Movimento estudantil repudia suspensão de bonificação

Medida foi causada por decisão da Justiça Federal e afeta cinco mil estudantes; universidade também contesta negativa de bônus de 20% nas notas do Enem para alunos do Amazonas. Na foto acima, fachada do prédio da reitoria no campus UFAM ( Foto: Ascom UFAM).


Manaus (AM) – Após cumprir decisão da 3ª Vara da Justiça Federal, que negou bonificação de 20% nas notas no Enem para estudantes do Amazonas, a Universidade Federal do Amazonas (Ufam) suspendeu na terça-feira (27), por tempo indeterminado, a matrícula dos aprovados no Sistema de Seleção Unificada (Sisu) em 2024. A medida prejudica mais de cinco mil candidatos do estado, sobretudo aqueles que são negros, indígenas, ribeirinhos e/ou moram em municípios do interior.

“Os corpos que deixarão de ingressar na Ufam não serão corpos brancos, do eixo Sul-Sudeste, mas negros, indígenas, ribeirinhos, baixa renda desse solo nortista. É importante lembrar que a Ufam está localizada na maior região indígena do país e, mesmo assim, ainda não possui um programa específico para entrada de indígenas. Dessa maneira, a bonificação é uma política afirmativa, que minimiza as desigualdades regionais, permitindo que amazonenses acessem uma universidade pública, gratuita e de qualidade”, diz trecho de nota de repúdio publicada pelo Movimento dos Estudantes Indígenas do Amazonas (Meiam) contra a medida judicial.

De acordo com Izabel Munduruku, historiadora e coordenadora executiva do Meiam, a decisão ignora as complexidades precárias da educação na região e atrasa o desenvolvimento acadêmico das populações mais vulneráveis.
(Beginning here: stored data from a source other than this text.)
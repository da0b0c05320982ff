//! Error types for svf-core

use thiserror::Error;

/// Core error type for Silverflow
#[derive(Error, Debug)]
pub enum CoreError {
    /// E001: Pipeline spec file not found
    #[error("[E001] Pipeline spec not found: {path}")]
    SpecNotFound { path: String },

    /// E002: Invalid table spec value
    #[error("[E002] Invalid spec for table '{table}': {reason}")]
    InvalidSpec { table: String, reason: String },

    /// E003: Duplicate table name in a pipeline
    #[error("[E003] Duplicate table name: {name}")]
    DuplicateTable { name: String },

    /// E004: A spec depends on a table that is not part of the pipeline
    #[error("[E004] Table '{table}' depends on unknown table '{dependency}'")]
    UnknownDependency { table: String, dependency: String },

    /// E005: Circular dependency detected
    #[error("[E005] Circular dependency detected: {cycle}")]
    CircularDependency { cycle: String },

    /// E006: Declared table order contradicts the dependency graph
    #[error("[E006] Table '{table}' is scheduled before its dependency '{dependency}'")]
    OrderViolation { table: String, dependency: String },

    /// E007: IO error
    #[error("[E007] IO error: {0}")]
    Io(#[from] std::io::Error),

    /// E008: Spec YAML parse error
    #[error("[E008] Spec parse error: {0}")]
    YamlParse(#[from] serde_yaml::Error),

    /// JSON serialization/deserialization error
    #[error("JSON error: {0}")]
    Json(#[from] serde_json::Error),
}

/// Result type alias for CoreError
pub type CoreResult<T> = Result<T, CoreError>;
use super::*;

fn spec(name: &str, deps: &[&str]) -> TableSpec {
    TableSpec {
        name: name.to_string(),
        source_query: format!("SELECT * FROM bronze.{name}"),
        primary_key: "id".to_string(),
        rules: vec![],
        depends_on: deps.iter().map(|d| d.to_string()).collect(),
    }
}

#[test]
fn test_valid_dag_passes_validation() {
    let tables = vec![
        spec("customers", &[]),
        spec("restaurants", &[]),
        spec("orders", &["customers", "restaurants"]),
        spec("order_items", &["orders"]),
    ];

    TableDag::build(&tables).unwrap().validate().unwrap();
}

#[test]
fn test_unknown_dependency_rejected() {
    let tables = vec![spec("orders", &["customers"])];

    let result = TableDag::build(&tables);
    assert!(matches!(
        result.unwrap_err(),
        CoreError::UnknownDependency { .. }
    ));
}

#[test]
fn test_circular_dependency_detected() {
    let tables = vec![spec("a", &["b"]), spec("b", &["a"])];

    let dag = TableDag::build(&tables).unwrap();
    let err = dag.validate().unwrap_err();
    assert!(matches!(err, CoreError::CircularDependency { .. }));
    assert!(err.to_string().contains("->"));
}

#[test]
fn test_contains() {
    let tables = vec![spec("customers", &[])];
    let dag = TableDag::build(&tables).unwrap();
    assert!(dag.contains("customers"));
    assert!(!dag.contains("gold_summary"));
}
Ela diz que não se trata de questionar a  Constituição Federal, mas afirma que precisa haver uma mobilização a favor da inserção de pessoas originárias no espaço acadêmico

“É preciso que nos garantam na lei essa bonificação, assim como as cotas são garantidas, para que não haja interferências como essas”, afirma.

A ação popular foi movida na Justiça por Caio Augustus Camargos Ferreira, candidato do Distrito Federal a uma das vagas do curso de Medicina, que alegou que as bonificações criadas para os estudantes regionais prejudicam o ingresso de candidatos de outros estados na universidade. De acordo com a juíza Marília Gurgel Rocha de Paiva e Sales, responsável pela decisão, a bonificação por razões geográficas é considerada  irracional e discriminatória. Ela argumenta que a garantia do direito à educação superior igualitária está presente na Carta Magna. 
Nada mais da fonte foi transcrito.